### Instructions to follow
Search the records below for "Safety" and copy every line it turns up in.

### Exercise inputs
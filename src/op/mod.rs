//! The custom operator descriptor handed to the host.
//!
//! A [`LiteCustomOp`] owns a populated `OrtCustomOp` vtable together with everything its callbacks read: the
//! operator name, the execution provider name, the element types of the inputs and outputs and the user's compute
//! function. The host keeps a pointer to the vtable and calls back through it to query the schema and to create,
//! run and destroy kernels.
//!
//! Two user facing shapes lower to the same descriptor:
//! - a free compute function, see [`create_lite_custom_op`](crate::create_lite_custom_op).
//! - a struct implementing [`CustomOp`] with a compute method, see
//!     [`create_lite_custom_struct_op`](crate::create_lite_custom_struct_op).

mod custom;
mod function;
mod thunk;

use std::ffi::CString;
use std::ptr::NonNull;

use ort_lite_op_sys as sys;

pub use custom::CustomOp;
pub(crate) use custom::StructOp;
pub(crate) use function::FunctionOp;

use crate::host::{HostApi, KernelInfo};
use crate::signature::{Binder, Signature, CPU_EXECUTION_PROVIDER};
use crate::tensor::ElementType;
use crate::util::IntoCpp;
use crate::Result;

/// How an operator builds its per kernel state and runs an invocation.
pub(crate) trait OpKind: Send + Sync + 'static {
    /// State shared by all the invocations of one kernel.
    type State: Send + Sync + 'static;

    fn declare(signature: &mut Signature);

    fn create_state(&self, info: &KernelInfo<'_>) -> Result<Self::State>;

    fn compute(state: &Self::State, binder: &mut Binder<'_>) -> Result<()>;
}

/// Data read by the vtable callbacks.
pub(crate) struct OpMeta {
    op_name: CString,
    execution_provider: CString,
    signature: Signature,
    input_types: Vec<sys::ONNXTensorElementDataType>,
    output_types: Vec<sys::ONNXTensorElementDataType>,
}
impl OpMeta {
    fn new(op_name: &str, execution_provider: &str, signature: Signature) -> Result<Self> {
        let input_types = signature.inputs().iter().map(|t| t.cpp()).collect();
        let output_types = signature.outputs().iter().map(|t| t.cpp()).collect();
        Ok(Self {
            op_name: CString::new(op_name)?,
            execution_provider: CString::new(execution_provider)?,
            signature,
            input_types,
            output_types,
        })
    }

    fn input_type(&self, index: usize) -> sys::ONNXTensorElementDataType {
        self.input_types
            .get(index)
            .copied()
            .unwrap_or(
                sys::ONNXTensorElementDataType::ONNX_TENSOR_ELEMENT_DATA_TYPE_UNDEFINED,
            )
    }

    fn output_type(&self, index: usize) -> sys::ONNXTensorElementDataType {
        self.output_types
            .get(index)
            .copied()
            .unwrap_or(
                sys::ONNXTensorElementDataType::ONNX_TENSOR_ELEMENT_DATA_TYPE_UNDEFINED,
            )
    }
}

/// The concrete descriptor.
///
/// `raw` must stay the first field: the host hands back a pointer to it, which the callbacks cast to the whole
/// descriptor.
#[repr(C)]
pub(crate) struct OpDescriptor<H, K> {
    raw: sys::OrtCustomOp,
    meta: OpMeta,
    host: H,
    kind: K,
}
impl<H: HostApi + 'static, K: OpKind> OpDescriptor<H, K> {
    fn new(host: H, op_name: &str, execution_provider: &str, kind: K) -> Result<Box<Self>> {
        let mut signature = Signature::default();
        K::declare(&mut signature);
        let meta = OpMeta::new(op_name, execution_provider, signature)?;
        log::debug!(
            "lite custom op {op_name} on {execution_provider}: inputs {:?}, outputs {:?}",
            meta.signature.inputs(),
            meta.signature.outputs(),
        );
        if meta.signature.is_cpu_only() && execution_provider != CPU_EXECUTION_PROVIDER {
            log::warn!(
                "lite custom op {op_name} takes span or scalar inputs, which fail on {execution_provider}"
            );
        }
        Ok(Box::new(Self {
            raw: thunk::vtable::<H, K>(),
            meta,
            host,
            kind,
        }))
    }

    /// # Safety
    ///
    /// `op` must point to the `raw` field of a live `OpDescriptor<H, K>`.
    unsafe fn from_raw<'a>(op: *const sys::OrtCustomOp) -> &'a Self {
        unsafe { &*op.cast::<Self>() }
    }
}

/// Type erased access to a descriptor.
trait Descriptor: Send + Sync {
    fn meta(&self) -> &OpMeta;
}
impl<H: HostApi + 'static, K: OpKind> Descriptor for OpDescriptor<H, K> {
    fn meta(&self) -> &OpMeta {
        &self.meta
    }
}

/// A custom operator descriptor, ready to be registered with the host.
///
/// The descriptor lives on the heap and its address never changes. Pass [`as_mut_ptr`](Self::as_mut_ptr) to the
/// host's custom op domain and keep this value alive for as long as any session using the operator exists.
pub struct LiteCustomOp {
    // leaked box, freed on drop; the vtable pointer is derived from it and covers the whole descriptor
    descriptor: NonNull<dyn Descriptor>,
}
// Safety: the descriptor is `Send + Sync` and owned by this handle.
unsafe impl Send for LiteCustomOp {}
unsafe impl Sync for LiteCustomOp {}

impl LiteCustomOp {
    pub(crate) fn new<H: HostApi + 'static, K: OpKind>(
        host: H,
        op_name: &str,
        execution_provider: &str,
        kind: K,
    ) -> Result<Self> {
        let descriptor: Box<dyn Descriptor> =
            OpDescriptor::new(host, op_name, execution_provider, kind)?;
        Ok(Self {
            descriptor: NonNull::from(Box::leak(descriptor)),
        })
    }

    fn meta(&self) -> &OpMeta {
        // Safety: the descriptor lives until `self` is dropped.
        unsafe { self.descriptor.as_ref() }.meta()
    }

    /// The operator name.
    pub fn name(&self) -> &str {
        // created from a `&str`
        self.meta().op_name.to_str().unwrap_or_default()
    }

    /// The execution provider the operator is registered for.
    pub fn execution_provider(&self) -> &str {
        self.meta().execution_provider.to_str().unwrap_or_default()
    }

    /// The derived operator schema.
    pub fn signature(&self) -> &Signature {
        &self.meta().signature
    }

    /// Element types of the inputs, in order.
    pub fn input_types(&self) -> &[ElementType] {
        self.signature().inputs()
    }

    /// Element types of the outputs, in order.
    pub fn output_types(&self) -> &[ElementType] {
        self.signature().outputs()
    }

    /// The raw vtable.
    ///
    /// The pointer stays valid while `self` is alive, moving `self` does not move the descriptor.
    pub fn as_ptr(&self) -> *const sys::OrtCustomOp {
        self.descriptor.as_ptr().cast_const().cast()
    }

    /// The raw vtable, as taken by the host's registration functions.
    ///
    /// The host only reads through this pointer.
    pub fn as_mut_ptr(&mut self) -> *mut sys::OrtCustomOp {
        self.descriptor.as_ptr().cast()
    }
}
impl Drop for LiteCustomOp {
    fn drop(&mut self) {
        // Safety: leaked in `new` and not used after this point.
        drop(unsafe { Box::from_raw(self.descriptor.as_ptr()) });
    }
}
impl std::fmt::Debug for LiteCustomOp {
    fn fmt(&self, f: &mut std::fmt::Formatter) -> std::fmt::Result {
        f.debug_struct("LiteCustomOp")
            .field("name", &self.name())
            .field("execution_provider", &self.execution_provider())
            .field("inputs", &self.input_types())
            .field("outputs", &self.output_types())
            .finish()
    }
}

#[cfg(test)]
mod tests;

### Exercise solution
    /// # Safety
// Safety: the descriptor is `Send + Sync` and owned by this handle.
        // Safety: the descriptor lives until `self` is dropped.
        // Safety: leaked in `new` and not used after this point.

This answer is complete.